* TASK STATEMENT
Write each entry out again exactly, with nothing omitted.

Top of RECORDS FOR THIS TASK

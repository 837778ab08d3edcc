use std::collections::HashMap;

pub const LOCATION: &str = "location";
pub const PROMOTION: &str = "promotion";

/// Keys that are captured from user messages by keyword match.
const TRACKED_KEYS: [&str; 2] = [LOCATION, PROMOTION];

/// Sticky facts taken from what the user has said in this session.
///
/// A user message that mentions a tracked key anywhere (ignoring case) is
/// stored verbatim under that key. Later mentions overwrite earlier ones.
#[derive(Debug, Default, Clone)]
pub struct SessionContext {
    values: HashMap<String, String>,
}

impl SessionContext {
    pub fn new() -> Self {
        Self {
            values: HashMap::new(),
        }
    }

    /// Record `text` under every tracked key it mentions.
    pub fn observe_user_text(&mut self, text: &str) {
        let lowered = text.to_lowercase();
        for key in TRACKED_KEYS {
            if lowered.contains(key) {
                tracing::debug!("Updating session context key '{}'", key);
                self.values.insert(key.to_string(), text.to_string());
            }
        }
    }

    pub fn get(&self, key: &str) -> Option<&str> {
        self.values.get(key).map(String::as_str)
    }

    pub fn location(&self) -> Option<&str> {
        self.get(LOCATION)
    }

    pub fn promotion(&self) -> Option<&str> {
        self.get(PROMOTION)
    }
}
pub mod context;
pub mod conversation_state;
pub mod prompt;
pub mod render;
pub mod session;

use std::future::Future;
use std::io::Write;
use std::pin::Pin;
use std::process::ExitCode;

use eyre::Result;
use prompt::generate_prompt;
use rustyline::error::ReadlineError;
use session::Session;
use tracing::{info, warn};

use crate::gemini_client::AnswerService;

const WELCOME_TEXT: &str = "
Hi, I'm the 5K Car Care assistant. Ask me anything about our services.

Things to try
• What does a ceramic coating cost?
• Where is the nearest branch to my location?
• How do I apply for a franchise?

/help         Show the help dialogue
/quit         Quit the application
";

const HELP_TEXT: &str = "
5K Car Care Assistant

/history      Show the whole conversation
/clear        Start a new conversation
/help         Show this help dialogue
/quit         Quit the application

Press Ctrl-C while waiting for an answer to cancel the request.
";

/// Produces a future that resolves when the user wants the in-flight request
/// dropped. Called once per question.
pub type CancelSignal = Box<dyn Fn() -> CancelFuture>;

pub type CancelFuture = Pin<Box<dyn Future<Output = ()>>>;

/// What became of one line of input.
#[derive(Debug, Clone, Copy, PartialEq, Eq)]
enum InputOutcome {
    Handled,
    Cancelled,
}

pub struct ChatContext {
    output: Box<dyn Write>,
    input: Option<String>,
    interactive: bool,
    session: Session,
    answer_service: Box<dyn AnswerService>,
    cancel_signal: CancelSignal,
}

impl ChatContext {
    pub fn new(
        output: Box<dyn Write>,
        input: Option<String>,
        interactive: bool,
        answer_service: Box<dyn AnswerService>,
    ) -> Self {
        Self {
            output,
            input,
            interactive,
            session: Session::new(),
            answer_service,
            cancel_signal: ctrl_c_signal(),
        }
    }

    /// Replace the Ctrl-C listener used to cancel requests.
    #[cfg(test)]
    fn with_cancel_signal(mut self, cancel_signal: CancelSignal) -> Self {
        self.cancel_signal = cancel_signal;
        self
    }

    pub async fn run(&mut self) -> Result<ExitCode> {
        // Non-interactive mode (single question)
        if let Some(input) = self.input.take() {
            return match self.handle_input(&input).await? {
                InputOutcome::Handled => Ok(ExitCode::SUCCESS),
                InputOutcome::Cancelled => Ok(ExitCode::FAILURE),
            };
        }

        if self.interactive {
            self.print_welcome()?;
            self.run_interactive().await?;
        }

        Ok(ExitCode::SUCCESS)
    }

    fn print_welcome(&mut self) -> Result<()> {
        writeln!(self.output, "{}", WELCOME_TEXT)?;
        Ok(())
    }

    async fn run_interactive(&mut self) -> Result<()> {
        let mut rl = prompt::rl()?;

        loop {
            let prompt_text = generate_prompt(None);
            match rl.readline(&prompt_text) {
                Ok(line) => {
                    if line.trim().is_empty() {
                        continue;
                    }

                    rl.add_history_entry(line.as_str());

                    if line.trim() == "/quit" {
                        break;
                    }

                    if let Err(e) = self.handle_input(&line).await {
                        writeln!(self.output, "Error: {}", e)?;
                    }
                }
                Err(ReadlineError::Interrupted | ReadlineError::Eof) => break,
                Err(e) => {
                    writeln!(self.output, "Error: {}", e)?;
                    break;
                }
            }
        }

        Ok(())
    }

    async fn handle_input(&mut self, input: &str) -> Result<InputOutcome> {
        match input.trim() {
            "" => {}
            "/help" => {
                writeln!(self.output, "{}", HELP_TEXT)?;
            }
            "/history" => {
                render::write_transcript(&mut *self.output, self.session.conversation())?;
            }
            "/clear" => {
                info!(
                    "Starting a new session, dropping {} turns",
                    self.session.conversation().len()
                );
                self.session = Session::new();
                writeln!(self.output, "Conversation cleared.")?;
            }
            question => {
                return self.process_chat_input(question).await;
            }
        }

        Ok(InputOutcome::Handled)
    }

    async fn process_chat_input(&mut self, question: &str) -> Result<InputOutcome> {
        self.session.record_user(question);

        if self.interactive {
            render::show_loading(&mut *self.output)?;
        } else if let Some(turn) = self.session.conversation().all().last() {
            render::write_turn(&mut *self.output, turn)?;
        }

        // History already ends with the question; the client appends it again.
        let history = self.session.conversation().all();
        let reply = tokio::select! {
            reply = self.answer_service.answer(question, history, self.session.context()) => Some(reply),
            _ = (self.cancel_signal)() => None,
        };

        if self.interactive {
            render::clear_loading(&mut *self.output)?;
        }

        match reply {
            Some(reply) => {
                self.session.record_assistant(&reply);
                if let Some(turn) = self.session.conversation().all().last() {
                    render::write_turn(&mut *self.output, turn)?;
                }
                Ok(InputOutcome::Handled)
            }
            None => {
                warn!("Request cancelled by user");
                writeln!(self.output, "Request cancelled.")?;
                Ok(InputOutcome::Cancelled)
            }
        }
    }
}

fn ctrl_c_signal() -> CancelSignal {
    Box::new(|| Box::pin(cancel_requested()) as CancelFuture)
}

/// Resolves on Ctrl-C. Never resolves if the signal handler can't be installed.
async fn cancel_requested() {
    if let Err(e) = tokio::signal::ctrl_c().await {
        warn!("Unable to listen for Ctrl-C: {}", e);
        std::future::pending::<()>().await;
    }
}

Bottom of RECORDS FOR THIS TASK

* REPLY TO THE TASK
repository 837778ab08d3edcc
use std::collections::HashMap;

pub const LOCATION: &str = "location";
pub const PROMOTION: &str = "promotion";

/// Keys that are captured from user messages by keyword match.
const TRACKED_KEYS: [&str; 2] = [LOCATION, PROMOTION];

/// Sticky facts taken from what the user has said in this session.
///
/// A user message that mentions a tracked key anywhere (ignoring case) is
/// stored verbatim under that key. Later mentions overwrite earlier ones.
#[derive(Debug, Default, Clone)]
pub struct SessionContext {
    values: HashMap<String, String>,
}

impl SessionContext {
    pub fn new() -> Self {
        Self {
            values: HashMap::new(),
        }
    }

    /// Record `text` under every tracked key it mentions.
    pub fn observe_user_text(&mut self, text: &str) {
        let lowered = text.to_lowercase();
        for key in TRACKED_KEYS {
            if lowered.contains(key) {
                tracing::debug!("Updating session context key '{}'", key);
                self.values.insert(key.to_string(), text.to_string());
            }
        }
    }

    pub fn get(&self, key: &str) -> Option<&str> {
        self.values.get(key).map(String::as_str)
    }

    pub fn location(&self) -> Option<&str> {
        self.get(LOCATION)
    }

    pub fn promotion(&self) -> Option<&str> {
        self.get(PROMOTION)
    }
}
pub mod context;
pub mod conversation_state;
pub mod prompt;
pub mod render;
pub mod session;

use std::future::Future;
use std::io::Write;
use std::pin::Pin;
use std::process::ExitCode;

use eyre::Result;
use prompt::generate_prompt;
use rustyline::error::ReadlineError;
use session::Session;
use tracing::{info, warn};

use crate::gemini_client::AnswerService;

const WELCOME_TEXT: &str = "
Hi, I'm the 5K Car Care assistant. Ask me anything about our services.

Things to try
• What does a ceramic coating cost?
• Where is the nearest branch to my location?
• How do I apply for a franchise?

/help         Show the help dialogue
/quit         Quit the application
";

const HELP_TEXT: &str = "
5K Car Care Assistant

/history      Show the whole conversation
/clear        Start a new conversation
/help         Show this help dialogue
/quit         Quit the application

Press Ctrl-C while waiting for an answer to cancel the request.
";

/// Produces a future that resolves when the user wants the in-flight request
/// dropped. Called once per question.
pub type CancelSignal = Box<dyn Fn() -> CancelFuture>;

pub type CancelFuture = Pin<Box<dyn Future<Output = ()>>>;

/// What became of one line of input.
#[derive(Debug, Clone, Copy, PartialEq, Eq)]
enum InputOutcome {
    Handled,
    Cancelled,
}

pub struct ChatContext {
    output: Box<dyn Write>,
    input: Option<String>,
    interactive: bool,
    session: Session,
    answer_service: Box<dyn AnswerService>,
    cancel_signal: CancelSignal,
}

impl ChatContext {
    pub fn new(
        output: Box<dyn Write>,
        input: Option<String>,
        interactive: bool,
        answer_service: Box<dyn AnswerService>,
    ) -> Self {
        Self {
            output,
            input,
            interactive,
            session: Session::new(),
            answer_service,
            cancel_signal: ctrl_c_signal(),
        }
    }

    /// Replace the Ctrl-C listener used to cancel requests.
    #[cfg(test)]
    fn with_cancel_signal(mut self, cancel_signal: CancelSignal) -> Self {
        self.cancel_signal = cancel_signal;
        self
    }

    pub async fn run(&mut self) -> Result<ExitCode> {
        // Non-interactive mode (single question)
        if let Some(input) = self.input.take() {
            return match self.handle_input(&input).await? {
                InputOutcome::Handled => Ok(ExitCode::SUCCESS),
                InputOutcome::Cancelled => Ok(ExitCode::FAILURE),
            };
        }

        if self.interactive {
            self.print_welcome()?;
            self.run_interactive().await?;
        }

        Ok(ExitCode::SUCCESS)
    }

    fn print_welcome(&mut self) -> Result<()> {
        writeln!(self.output, "{}", WELCOME_TEXT)?;
        Ok(())
    }

    async fn run_interactive(&mut self) -> Result<()> {
        let mut rl = prompt::rl()?;

        loop {
            let prompt_text = generate_prompt(None);
            match rl.readline(&prompt_text) {
                Ok(line) => {
                    if line.trim().is_empty() {
                        continue;
                    }

                    rl.add_history_entry(line.as_str());

                    if line.trim() == "/quit" {
                        break;
                    }

                    if let Err(e) = self.handle_input(&line).await {
                        writeln!(self.output, "Error: {}", e)?;
                    }
                }
                Err(ReadlineError::Interrupted | ReadlineError::Eof) => break,
                Err(e) => {
                    writeln!(self.output, "Error: {}", e)?;
                    break;
                }
            }
        }

        Ok(())
    }

    async fn handle_input(&mut self, input: &str) -> Result<InputOutcome> {
        match input.trim() {
            "" => {}
            "/help" => {
                writeln!(self.output, "{}", HELP_TEXT)?;
            }
            "/history" => {
                render::write_transcript(&mut *self.output, self.session.conversation())?;
            }
            "/clear" => {
                info!(
                    "Starting a new session, dropping {} turns",
                    self.session.conversation().len()
                );
                self.session = Session::new();
                writeln!(self.output, "Conversation cleared.")?;
            }
            question => {
                return self.process_chat_input(question).await;
            }
        }

        Ok(InputOutcome::Handled)
    }

    async fn process_chat_input(&mut self, question: &str) -> Result<InputOutcome> {
        self.session.record_user(question);

        if self.interactive {
            render::show_loading(&mut *self.output)?;
        } else if let Some(turn) = self.session.conversation().all().last() {
            render::write_turn(&mut *self.output, turn)?;
        }

        // History already ends with the question; the client appends it again.
        let history = self.session.conversation().all();
        let reply = tokio::select! {
            reply = self.answer_service.answer(question, history, self.session.context()) => Some(reply),
            _ = (self.cancel_signal)() => None,
        };

        if self.interactive {
            render::clear_loading(&mut *self.output)?;
        }

        match reply {
            Some(reply) => {
                self.session.record_assistant(&reply);
                if let Some(turn) = self.session.conversation().all().last() {
                    render::write_turn(&mut *self.output, turn)?;
                }
                Ok(InputOutcome::Handled)
            }
            None => {
                warn!("Request cancelled by user");
                writeln!(self.output, "Request cancelled.")?;
                Ok(InputOutcome::Cancelled)
            }
        }
    }
}

fn ctrl_c_signal() -> CancelSignal {
    Box::new(|| Box::pin(cancel_requested()) as CancelFuture)
}

/// Resolves on Ctrl-C. Never resolves if the signal handler can't be installed.
async fn cancel_requested() {
    if let Err(e) = tokio::signal::ctrl_c().await {
        warn!("Unable to listen for Ctrl-C: {}", e);
        std::future::pending::<()>().await;
    }
}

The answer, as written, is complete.